_EXERCISE GOAL_. Copy nothing from the entries below except the lines from the one containing "pub struct Var" through the one containing "name, for declarations.", and copy those exactly.

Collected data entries
use std::{fmt, ops};

use crate::{token::Token, types::Type, util::intern::Interned};

/// A handle to a node owned by an [`Ast`].
#[derive(Copy, Clone, PartialEq, Eq, PartialOrd, Ord, Hash)]
pub struct NodeId(u32);

impl NodeId {
    pub fn index(self) -> usize {
        self.0 as usize
    }
}

impl fmt::Debug for NodeId {
    fn fmt(&self, f: &mut fmt::Formatter<'_>) -> fmt::Result {
        write!(f, "#{}", self.0)
    }
}

impl fmt::Display for NodeId {
    fn fmt(&self, f: &mut fmt::Formatter<'_>) -> fmt::Result {
        write!(f, "{}", self.0)
    }
}

/// The arena owning every node of one compilation. Nodes are never removed
/// individually.
#[derive(Debug, Default)]
pub struct Ast {
    nodes: Vec<Node>,
}

impl Ast {
    pub fn with_capacity(capacity: usize) -> Ast {
        Ast {
            nodes: Vec::with_capacity(capacity),
        }
    }

    pub fn push(&mut self, kind: NodeKind, token: Token) -> NodeId {
        let id = u32::try_from(self.nodes.len()).unwrap_or(u32::MAX);
        self.nodes.push(Node {
            kind,
            ty: None,
            token,
            next: None,
        });
        NodeId(id)
    }

    /// Appends `id` to the end of the provided sibling chain.
    pub fn append(&mut self, list: &mut Nodes, id: NodeId) {
        debug_assert!(self[id].next.is_none(), "node already chained");
        match list.tail {
            Some(tail) => self[tail].next = Some(id),
            None => list.head = Some(id),
        }
        list.tail = Some(id);
    }

    /// Iterates over a sibling chain.
    pub fn iter(&self, list: Nodes) -> Siblings<'_> {
        Siblings {
            ast: self,
            current: list.head,
        }
    }

    /// Every node handle, in allocation order.
    pub fn ids(&self) -> impl Iterator<Item = NodeId> {
        (0..self.nodes.len()).map(|i| NodeId(u32::try_from(i).unwrap_or(u32::MAX)))
    }

    pub fn len(&self) -> usize {
        self.nodes.len()
    }

    pub fn is_empty(&self) -> bool {
        self.nodes.is_empty()
    }

    /// The resolved type of a node, unit if the checker left it untyped.
    pub fn ty(&self, id: NodeId) -> Type {
        self[id].ty.unwrap_or(Type::Unit)
    }
}

impl ops::Index<NodeId> for Ast {
    type Output = Node;

    fn index(&self, id: NodeId) -> &Node {
        &self.nodes[id.index()]
    }
}

impl ops::IndexMut<NodeId> for Ast {
    fn index_mut(&mut self, id: NodeId) -> &mut Node {
        &mut self.nodes[id.index()]
    }
}

pub struct Siblings<'ast> {
    ast: &'ast Ast,
    current: Option<NodeId>,
}

impl Iterator for Siblings<'_> {
    type Item = NodeId;

    fn next(&mut self) -> Option<NodeId> {
        let current = self.current?;
        self.current = self.ast[current].next;
        Some(current)
    }
}

/// An intrusive, singly-linked chain of sibling nodes.
#[derive(Copy, Clone, Debug, Default, PartialEq, Eq)]
pub struct Nodes {
    pub head: Option<NodeId>,
    pub tail: Option<NodeId>,
}

#[derive(Debug)]
pub struct Node {
    pub kind: NodeKind,
    /// Filled in by the type checker.
    pub ty: Option<Type>,
    pub token: Token,
    pub next: Option<NodeId>,
}

#[derive(Debug)]
pub enum NodeKind {
    Atom {
        value: Atom,
        /// The declaration an identifier resolves to. Filled in by the type
        /// checker.
        definition: Option<NodeId>,
    },
    Call {
        callee: NodeId,
        args: Nodes,
        arity: usize,
    },
    Unary {
        op: UnaryOperator,
        operand: NodeId,
    },
    Binary {
        op: BinaryOperator,
        lhs: NodeId,
        rhs: NodeId,
    },
    If {
        condition: NodeId,
        consequence: NodeId,
        antecedence: Option<NodeId>,
    },
    Block {
        body: Nodes,
    },
    Return {
        value: Option<NodeId>,
    },
    Fn(Fn),
    Var(Var),
    Print {
        operand: NodeId,
    },
}

#[derive(Copy, Clone, Debug, PartialEq, Eq)]
pub enum Atom {
    Int(i64),
    Bool(bool),
    Ident(Interned),
}

#[derive(Copy, Clone, Debug, PartialEq, Eq)]
pub enum UnaryOperator {
    Neg,
}

#[derive(Copy, Clone, Debug, PartialEq, Eq)]
pub enum BinaryOperator {
    Add,
    Sub,
    Mul,
    Div,
    Assign,
}

/// A function declaration, an inline function literal, or a function type
/// signature.
///
/// Declarations and literals have a body. Their parameters are `Var` nodes of
/// kind [`VarKind::Param`]. A signature has no body, and its parameters are
/// the parameter type nodes themselves.
#[derive(Debug)]
pub struct Fn {
    pub name: Option<Interned>,
    pub params: Nodes,
    pub arity: usize,
    pub ret: Option<NodeId>,
    pub body: Option<NodeId>,
    /// Whether this declaration is nested in another function.
    pub local: bool,
}

#[derive(Debug)]
pub struct Var {
    pub name: Interned,
    pub ty: Option<NodeId>,
    pub init: Option<NodeId>,
    pub kind: VarKind,
}

#[derive(Copy, Clone, Debug, PartialEq, Eq)]
pub enum VarKind {
    Global,
    Local,
    Param,
}

impl Node {
    /// The declared name, for declarations.
    pub fn name(&self) -> Option<Interned> {
        match &self.kind {
            NodeKind::Fn(f) => f.name,
            NodeKind::Var(v) => Some(v.name),
            _ => None,
        }
    }

    pub fn as_fn(&self) -> Option<&Fn> {
        match &self.kind {
            NodeKind::Fn(f) => Some(f),
            _ => None,
        }
    }

    pub fn as_var(&self) -> Option<&Var> {
        match &self.kind {
            NodeKind::Var(v) => Some(v),
            _ => None,
        }
    }
}

/// A parsed translation unit: the arena and its top-level statements.
#[derive(Debug, Default)]
pub struct Program {
    pub ast: Ast,
    pub nodes: Nodes,
}

#[cfg(test)]
mod tests {
    use super::*;
    use crate::token::{Pos, Span, TokenKind};

    fn token() -> Token {
        Token::new(TokenKind::Int, Span::new_of_length(0, 1), Pos::default(), false)
    }

    fn int(ast: &mut Ast, n: i64) -> NodeId {
        let kind = NodeKind::Atom {
            value: Atom::Int(n),
            definition: None,
        };
        ast.push(kind, token())
    }

    #[test]
    fn sibling_chain() {
        let mut ast = Ast::with_capacity(4);
        let mut list = Nodes::default();
        assert_eq!(ast.iter(list).count(), 0);

        let a = int(&mut ast, 1);
        let b = int(&mut ast, 2);
        let c = int(&mut ast, 3);
        let lone = int(&mut ast, 4);
        for id in [a, b, c] {
            ast.append(&mut list, id);
        }

        assert_eq!(ast.iter(list).collect::<Vec<_>>(), [a, b, c]);
        assert_eq!(list.tail, Some(c));
        assert_eq!(ast[lone].next, None);
        assert_eq!(ast.len(), 4);
    }
}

_ANSWER TO THE PROBLEM_.
pub struct Var {
    pub name: Interned,
    pub ty: Option<NodeId>,
    pub init: Option<NodeId>,
    pub kind: VarKind,
}

#[derive(Copy, Clone, Debug, PartialEq, Eq)]
pub enum VarKind {
    Global,
    Local,
    Param,
}

impl Node {
    /// The declared name, for declarations.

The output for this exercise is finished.